If you have a close friend or relative mourning the loss of a child, then the below advice will help you get better informed about their needs.

Understand Their Emotions – Don’t Ignore Them

Losing a child will have a profound impact on their behavior and how they interact with people. They may seem cold or indifferent to you at times and tend to avoid speaking with anyone including you. It doesn’t mean they don’t regard your support or are grieving wrong by any means.
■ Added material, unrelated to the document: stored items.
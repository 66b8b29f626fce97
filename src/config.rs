// src/config.rs
//! Runtime configuration with compiled-in defaults

use std::time::Duration;

use crate::core::knowledge::KnowledgeSource;

/// Remote knowledge base fetched at startup
pub const DEFAULT_SOURCE_URL: &str =
    "https://raw.githubusercontent.com/JavohirbekMuxtorov/tooltip/refs/heads/main/answer.txt";

/// How long an answer stays on screen
pub const DEFAULT_DISPLAY_DURATION: Duration = Duration::from_secs(2);

/// Configuration for the tooltip control loop and its collaborators
#[derive(Debug, Clone)]
pub struct TooltipConfig {
    /// Where the knowledge base comes from
    pub source: KnowledgeSource,

    /// Time an answer stays visible before it is hidden
    pub display_duration: Duration,

    /// Interval between control loop ticks
    pub poll_interval: Duration,

    /// Wait between the synthetic copy and the pasteboard read
    pub copy_settle_delay: Duration,

    /// Minimum spacing between two accepted toggle presses
    pub toggle_debounce: Duration,

    /// Overlay offset from the pointer, right and down, in points
    pub pointer_offset: (f64, f64),

    /// Request timeout for the startup fetch
    pub fetch_timeout: Duration,
}

impl Default for TooltipConfig {
    fn default() -> Self {
        Self {
            source: KnowledgeSource::Url(DEFAULT_SOURCE_URL.to_string()),
            display_duration: DEFAULT_DISPLAY_DURATION,
            poll_interval: Duration::from_millis(100),
            copy_settle_delay: Duration::from_millis(100),
            toggle_debounce: Duration::from_millis(300),
            pointer_offset: (15.0, 10.0),
            fetch_timeout: Duration::from_secs(10),
        }
    }
}
//! Migration settings from `docmove.toml`, overridable from the command line.

use crate::core::error::DocmoveError;
use crate::core::migration::MigrateOptions;
use serde::{Deserialize, Serialize};
use std::collections::BTreeMap;
use std::fs;
use std::path::{Path, PathBuf};
use std::time::Duration;

pub const CONFIG_FILE_NAME: &str = "docmove.toml";
pub const DEFAULT_MIGRATION_PATH: &str = "db/migration";
pub const DEFAULT_STORE_PATH: &str = "docmove.db";

#[derive(Debug, Clone, PartialEq, Eq, Deserialize, Serialize)]
#[serde(default, deny_unknown_fields)]
pub struct MigrateConfig {
    /// SQLite document store to migrate.
    pub store: PathBuf,
    /// Directory holding the changesets.
    pub source: PathBuf,
    pub scope: Option<String>,
    pub collection: Option<String>,
    /// Runner name recorded on records; the OS user when unset.
    pub runner: Option<String>,
    pub build_deferred_indexes: bool,
    pub wait_for_indexes_secs: Option<u64>,
    /// Values for `${name}` placeholders in changeset content.
    pub variables: BTreeMap<String, String>,
}

impl Default for MigrateConfig {
    fn default() -> Self {
        Self {
            store: PathBuf::from(DEFAULT_STORE_PATH),
            source: PathBuf::from(DEFAULT_MIGRATION_PATH),
            scope: None,
            collection: None,
            runner: None,
            build_deferred_indexes: false,
            wait_for_indexes_secs: None,
            variables: BTreeMap::new(),
        }
    }
}

impl MigrateConfig {
    /// Loads `path`, or `docmove.toml` under `dir` when no path is given.
    /// A missing default file yields defaults; a missing explicit file is an error.
    pub fn load(path: Option<&Path>, dir: &Path) -> Result<Self, DocmoveError> {
        let (config_path, explicit) = match path {
            Some(p) => (p.to_path_buf(), true),
            None => (dir.join(CONFIG_FILE_NAME), false),
        };

        if !config_path.exists() {
            if explicit {
                return Err(DocmoveError::ConfigError(format!(
                    "config file '{}' not found",
                    config_path.display()
                )));
            }
            return Ok(Self::default());
        }

        let content = fs::read_to_string(&config_path).map_err(DocmoveError::IoError)?;
        Self::parse(&content)
    }

    pub fn parse(content: &str) -> Result<Self, DocmoveError> {
        toml::from_str(content).map_err(|e| DocmoveError::ConfigError(e.to_string()))
    }

    pub fn options(&self) -> MigrateOptions {
        MigrateOptions {
            build_deferred_indexes: self.build_deferred_indexes,
            scope: self.scope.clone(),
            collection: self.collection.clone(),
            wait_for_indexes: self.wait_for_indexes_secs.map(Duration::from_secs),
        }
    }
}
The emotional turmoil and turbulence that come with the death of a child are too difficult to bear and often prompt the brain to behave unusually as a means to protect itself. Understand the vitality of the situation and try to be there to see them through this critical journey. They may feel isolated if you’re not around.

Talk About the Deceased Child

Don’t be afraid from talking about the lost child if it comes up during the conversation. The more you discuss their child, the quicker they’d be adapted to the changed reality. Acknowledge their loss and pain by saying, “I am so sorry for your loss. He/she was such a kind-hearted, brilliant individual. I am always here to help if you ever need me.” Running away from the topic or keeping a silence would do no benefit – and often adds to their pain.

However, don’t try to lead the conversation or force them to discuss the lost child if they don’t want to. Also, let them speak more and share their emotions and stories of the deceased child and listen and acknowledge whatever they say, even if it may seem irrational to you.

Send Positive Thoughts

Offer your condolences regularly, even if you don’t get a chance to meet them very often. Your messages and letters of positive vibes, good wishes, and prayers will engender a sense of “being held up” in them and they will feel all supported and loved.

Also, it’d reassure them they are not alone in this difficult time and someone is always there to share their burden.

Don’t Abandon Them

You can’t generalize how long they will grieve the loss. It could be a couple of weeks to a few months or even a year and beyond. Let them grieve in whatever way they want but never abandon them during the journey and keep tabs on their behavior and health.

Studies show that parents are at higher risk of committing suicide during the first three months of losing the child and that’s why you should put extra efforts to console them.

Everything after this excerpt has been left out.